更年期の髪の気になるボリューム、対処法は?
年齢とともに毛髪にハリがなくなり、ボリュームダウンしたペタンコ髪に悩む人が多い更年期世代。湿度の高い梅雨になると、より一層ヘアスタイルが決まらないのも更年期あるあるです。大人女子のお悩みを専門家にインタビューする「お悩み解決隊」。今回は抜け毛に悩むアイコが梅雨のペタンコ髪の対策について、原宿の美容室SAKURAのスパニスト・熊谷玲奈先生にお話を伺ってきました。
- 梅雨になると一層深刻!更年期世代の髪の悩み
- 髪の毛がペタンコになる4つの理由
- 更年期世代は正しいヘアケアでペタンコ髪を卒業!
- 髪の毛をボリュームアップさせるマッサージも取り入れて
- 忙しい更年期世代におすすめ!時短ヘアケア
- 更年期世代こそヘアスタイルに気を遣い、毎日をポジティブに!
梅雨になると一層深刻!更年期世代の髪の悩み
アイコ 先生、最近髪の毛がぺったりしてしまって、ヘアスタイルが上手く決まらなくて…。年齢が上がるとともに髪がふんわりしなくなった気がしますが、気のせいでしょうか?
熊谷先生(以下、熊谷) アイコさん、その感覚、間違っていませんよ。更年期世代の方からのお悩みは、ボリュームが出にくくなったというお声以外にも、髪が細くなった、癖が出やすくなった、ツヤがなくなった、ダメージが出やすくなったというお声がとても多いです。

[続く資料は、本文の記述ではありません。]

//! Structural JSON diff
//!
//! Pure comparison of two JSON documents at top level, producing the
//! added / modified / removed sets recorded on UPDATE version rows.
//!
//! The diff is advisory: version rows also keep the full before and after
//! images, so the walk stays shallow on purpose - a changed nested document
//! shows up as one `modified` entry with deep-equal old/new values.
//!
//! Output maps are `BTreeMap`s so serialization order is deterministic
//! regardless of input field order.

use serde::{Deserialize, Serialize};
use serde_json::Value;
use std::collections::BTreeMap;

/// Old/new pair for one modified field
#[derive(Debug, Clone, PartialEq, Serialize, Deserialize)]
pub struct FieldChange {
    pub old: Value,
    pub new: Value,
}

/// Top-level structural difference between two documents
///
/// Empty sections are omitted from the serialized form, so a diff with only
/// a modified field serializes as `{"modified": {...}}`.
#[derive(Debug, Clone, PartialEq, Default, Serialize, Deserialize)]
pub struct DocumentDiff {
    #[serde(default, skip_serializing_if = "BTreeMap::is_empty")]
    pub added: BTreeMap<String, Value>,

    #[serde(default, skip_serializing_if = "BTreeMap::is_empty")]
    pub modified: BTreeMap<String, FieldChange>,

    #[serde(default, skip_serializing_if = "BTreeMap::is_empty")]
    pub removed: BTreeMap<String, Value>,
}

impl DocumentDiff {
    pub fn is_empty(&self) -> bool {
        self.added.is_empty() && self.modified.is_empty() && self.removed.is_empty()
    }

    /// Serialize for storage in a version row
    pub fn to_value(&self) -> Value {
        serde_json::to_value(self).unwrap_or(Value::Null)
    }
}

/// Compare two documents at top level.
///
/// Returns `None` when nothing changed. Non-object inputs are treated as
/// empty documents, so diffing `null` against an object reports every field
/// as added.
///
/// Field values are compared with deep equality; ordering of object keys is
/// irrelevant to the comparison.
pub fn diff(old: &Value, new: &Value) -> Option<DocumentDiff> {
    let empty = serde_json::Map::new();
    let old_map = old.as_object().unwrap_or(&empty);
    let new_map = new.as_object().unwrap_or(&empty);

    let mut result = DocumentDiff::default();

    for (key, new_value) in new_map {
        match old_map.get(key) {
            None => {
                result.added.insert(key.clone(), new_value.clone());
            }
            Some(old_value) if old_value != new_value => {
                result.modified.insert(
                    key.clone(),
                    FieldChange {
                        old: old_value.clone(),
                        new: new_value.clone(),
                    },
                );
            }
            Some(_) => {}
        }
    }

    for (key, old_value) in old_map {
        if !new_map.contains_key(key) {
            result.removed.insert(key.clone(), old_value.clone());
        }
    }

    if result.is_empty() {
        None
    } else {
        Some(result)
    }
}

#[cfg(test)]
mod tests {
    use super::*;
    use serde_json::json;

    #[test]
    fn identical_documents_diff_to_none() {
        let doc = json!({"a": 1, "b": {"x": [1, 2]}});
        assert!(diff(&doc, &doc.clone()).is_none());
    }

    #[test]
    fn key_order_is_irrelevant_to_comparison() {
        let old = json!({"a": 1, "b": 2});
        let new = json!({"b": 2, "a": 1});
        assert!(diff(&old, &new).is_none());
    }

    #[test]
    fn reports_added_modified_removed() {
        let old = json!({"a": 1, "b": 2, "d": true});
        let new = json!({"a": 1, "b": 3, "c": 4});

        let d = diff(&old, &new).unwrap();
        assert_eq!(d.added.get("c"), Some(&json!(4)));
        assert_eq!(
            d.modified.get("b"),
            Some(&FieldChange {
                old: json!(2),
                new: json!(3)
            })
        );
        assert_eq!(d.removed.get("d"), Some(&json!(true)));
    }

    #[test]
    fn serialized_shape_omits_empty_sections() {
        let old = json!({"a": 1, "b": 2});
        let new = json!({"a": 1, "b": 3, "c": 4});

        let value = diff(&old, &new).unwrap().to_value();
        assert_eq!(
            value,
            json!({
                "modified": {"b": {"old": 2, "new": 3}},
                "added": {"c": 4}
            })
        );
        assert!(value.get("removed").is_none());
    }

    #[test]
    fn nested_change_is_one_modified_entry() {
        let old = json!({"profile": {"city": "Oslo"}});
        let new = json!({"profile": {"city": "Bergen"}});

        let d = diff(&old, &new).unwrap();
        assert_eq!(d.modified.len(), 1);
        assert_eq!(d.modified["profile"].old, json!({"city": "Oslo"}));
        assert_eq!(d.modified["profile"].new, json!({"city": "Bergen"}));
    }

    #[test]
    fn null_pre_image_reports_everything_added() {
        let new = json!({"a": 1});
        let d = diff(&Value::Null, &new).unwrap();
        assert_eq!(d.added.len(), 1);
        assert!(d.modified.is_empty() && d.removed.is_empty());
    }

    #[test]
    fn output_keys_are_sorted() {
        let old = json!({});
        let new = json!({"zebra": 1, "alpha": 2, "mid": 3});

        let d = diff(&old, &new).unwrap();
        let keys: Vec<&String> = d.added.keys().collect();
        assert_eq!(keys, ["alpha", "mid", "zebra"]);
    }
}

更年期には、老化により血行不良が起きやすくなるとともに、女性ホルモンの低下でコラーゲンも減少し、肌の弾力が弱くなり、頭皮が乾燥しやすくなるのです。土台となる頭皮の状態にトラブルがあると、髪にも栄養が届きにくくなり、髪が細くなってしまったり、癖としてうねりが出やすくなったり。もちろんツヤも少なくなりがちです。
また、ボリュームについても頭皮の筋肉のコリや筋肉の弱まり、毛穴の汚れの詰まりが原因でボリュームダウンしてしまうケースが見受けられます。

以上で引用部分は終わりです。